Used this way they nonetheless remain verbs with the accompanying syntactic implications. Since they create subclauses, a nominal specified for category with a locative verb cannot be used in object position and so will always precede any agent. However, since this is in line with the normal rule of topicalisation by fronting, it has no actual implications for the syntax.

ẽbmo͠o mo ẻhbadsas yo ảo ga
PROX-INAL-head=CLF.TOP PROX-DIR-hand.INTS.RLS-CONJ=DECL Ao=CLF
Ao is braiding my hair

Conjunction

In addition to serving as a topical marker, an unstressed locative verb can also be used as a nominal conjunction. As subject and object are never both topically marked, a series of topicalised nominals serves as a single noun phrase in the fronted subject position.
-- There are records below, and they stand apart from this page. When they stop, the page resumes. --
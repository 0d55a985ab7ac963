//! OpenAI 兼容 API 客户端
//!
//! 通过 async_openai 调用任意 OpenAI 兼容端点（可配置 base_url）；DeepSeek、OpenAI、自建代理均可。
//! 错误按可重试性归类为 LlmError，重试交给 RetryingLlmClient。

use std::sync::atomic::{AtomicU64, Ordering};
use std::sync::Arc;
use std::time::Duration;

use async_openai::config::OpenAIConfig;
use async_openai::error::OpenAIError;
use async_openai::types::chat::{
    ChatCompletionRequestAssistantMessageArgs, ChatCompletionRequestMessage,
    ChatCompletionRequestSystemMessageArgs, ChatCompletionRequestUserMessageArgs,
    CreateChatCompletionRequestArgs,
};
use async_openai::Client;
use async_trait::async_trait;

use crate::llm::{LlmClient, LlmError, Message, Role};

/// Token 使用统计（累计值）
#[derive(Debug, Clone, Default)]
pub struct TokenUsage {
    pub prompt_tokens: Arc<AtomicU64>,
    pub completion_tokens: Arc<AtomicU64>,
    pub total_tokens: Arc<AtomicU64>,
}

impl TokenUsage {
    pub fn add(&self, prompt: u64, completion: u64) {
        self.prompt_tokens.fetch_add(prompt, Ordering::Relaxed);
        self.completion_tokens.fetch_add(completion, Ordering::Relaxed);
        self.total_tokens.fetch_add(prompt + completion, Ordering::Relaxed);
    }

    pub fn get(&self) -> (u64, u64, u64) {
        (
            self.prompt_tokens.load(Ordering::Relaxed),
            self.completion_tokens.load(Ordering::Relaxed),
            self.total_tokens.load(Ordering::Relaxed),
        )
    }
}

/// OpenAI 兼容客户端：持有 Client、model 名与单次请求超时
pub struct OpenAiClient {
    client: Client<OpenAIConfig>,
    model: String,
    temperature: f32,
    request_timeout: Duration,
    pub usage: TokenUsage,
}

impl OpenAiClient {
    /// api_key 未给出时读 OPENAI_API_KEY
    pub fn new(base_url: Option<&str>, model: &str, api_key: Option<&str>) -> Self {
        let api_key = api_key
            .map(String::from)
            .or_else(|| std::env::var("OPENAI_API_KEY").ok())
            .unwrap_or_default();

        let mut config = OpenAIConfig::new().with_api_key(api_key);
        if let Some(url) = base_url {
            config = config.with_api_base(url);
        }

        Self {
            client: Client::with_config(config),
            model: model.to_string(),
            temperature: 0.0,
            request_timeout: Duration::from_secs(60),
            usage: TokenUsage::default(),
        }
    }

    pub fn with_temperature(mut self, temperature: f32) -> Self {
        self.temperature = temperature;
        self
    }

    pub fn with_request_timeout(mut self, timeout: Duration) -> Self {
        self.request_timeout = timeout;
        self
    }

    fn to_openai_messages(
        &self,
        messages: &[Message],
    ) -> Result<Vec<ChatCompletionRequestMessage>, LlmError> {
        let invalid = |e: OpenAIError| LlmError::Request(e.to_string());
        messages
            .iter()
            .map(|m| {
                Ok(match m.role {
                    Role::System => ChatCompletionRequestMessage::System(
                        ChatCompletionRequestSystemMessageArgs::default()
                            .content(m.content.clone())
                            .build()
                            .map_err(invalid)?,
                    ),
                    Role::User => ChatCompletionRequestMessage::User(
                        ChatCompletionRequestUserMessageArgs::default()
                            .content(m.content.clone())
                            .build()
                            .map_err(invalid)?,
                    ),
                    Role::Assistant => ChatCompletionRequestMessage::Assistant(
                        ChatCompletionRequestAssistantMessageArgs::default()
                            .content(m.content.clone())
                            .build()
                            .map_err(invalid)?,
                    ),
                })
            })
            .collect()
    }
}

/// 把 SDK 错误映射为可判断重试性的 LlmError
fn classify(err: OpenAIError) -> LlmError {
    match &err {
        OpenAIError::Reqwest(inner) if inner.is_timeout() => LlmError::Timeout,
        OpenAIError::Reqwest(_) => LlmError::Unavailable(err.to_string()),
        _ => {
            let msg = err.to_string();
            let lower = msg.to_lowercase();
            if lower.contains("rate limit") || lower.contains("429") {
                LlmError::RateLimited {
                    retry_after_ms: 1_000,
                }
            } else if lower.contains("overloaded")
                || lower.contains("503")
                || lower.contains("502")
            {
                LlmError::Unavailable(msg)
            } else {
                LlmError::Request(msg)
            }
        }
    }
}

#[async_trait]
impl LlmClient for OpenAiClient {
    async fn complete(&self, messages: &[Message], max_tokens: u32) -> Result<String, LlmError> {
        let request = CreateChatCompletionRequestArgs::default()
            .model(&self.model)
            .messages(self.to_openai_messages(messages)?)
            .max_completion_tokens(max_tokens)
            .temperature(self.temperature)
            .build()
            .map_err(|e| LlmError::Request(e.to_string()))?;

        let chat = self.client.chat();
        let call = chat.create(request);
        let response = tokio::time::timeout(self.request_timeout, call)
            .await
            .map_err(|_| LlmError::Timeout)?
            .map_err(classify)?;

        if let Some(usage) = &response.usage {
            self.usage
                .add(usage.prompt_tokens as u64, usage.completion_tokens as u64);
        }

        let content = response
            .choices
            .first()
            .and_then(|c| c.message.content.clone())
            .unwrap_or_default();

        if content.trim().is_empty() {
            return Err(LlmError::EmptyResponse);
        }
        tracing::debug!(model = %self.model, chars = content.len(), "llm completion received");
        Ok(content)
    }

    fn token_usage(&self) -> (u64, u64, u64) {
        self.usage.get()
    }
}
ảo ga bahba go onda egoa e
Ao=CLF.TOP dog=CLF.TOP DIST-LOC PROX-CVB:LOC:ACT.RLS=EXP
Ao and the dog are over there

Use with converbs

Converbial location is generic and locative verbs can be used to specify the meaning.

ảo sas sa͠a
sea=CLF-LOC LOC:LIQ.STAT/ACT.RLS
(be) in the ocean; at sea
ảo sas laa
sea=CLF-LOC LOC:STAT.STAT/ACT.RLS
(be) by the sea

Possession

The fossilised set of nouns that can take the possessive prefix n- can follow directly after a classified possessor.

ảhdo ga ndoo ya
Atwa=CLF-LOC POSS-foot=CLF.TOP
Atwa's foot
ảhdo gã bmo͠o na
Atwa=CLF-LOC POSS-head=CLF.TOP
Atwa's head

Otherwise the locative converbialiser -s serves to mark the possessor of a possessum.

ảhdo gas ảnda mmo
Atwa=CLF-LOC bread=CLF.TOP
Atwa's bread (lit. "bread at Ao")

Pragmatics and conventions

Modality

Wants, needs, desires and possibilities are often just expressed through morphological means in Ash, such as irrealis forms, potentials and interrogatives.

ẻhhoes yo
PROX-DIR-consume.ACT.IRR-CONJ=DECL
I want/need to eat; I am hungry
ẻhhoes no
PROX-DIR-consume.ACT.IRR-CONJ=Q
perhaps I should eat something
bahba go ẻhhoe no
dog=CLF.TOP PROX-DIR-consume.ACT.IRR=Q
maybe the dog is hungry

Colour terms

Colours are mainly expressed through qualitative converbs, likening the appearance of the referent to something else, such as mea "fire" → nayya "red; yellow; orange; brown" or ảo "sea" → ảyya "blue; green".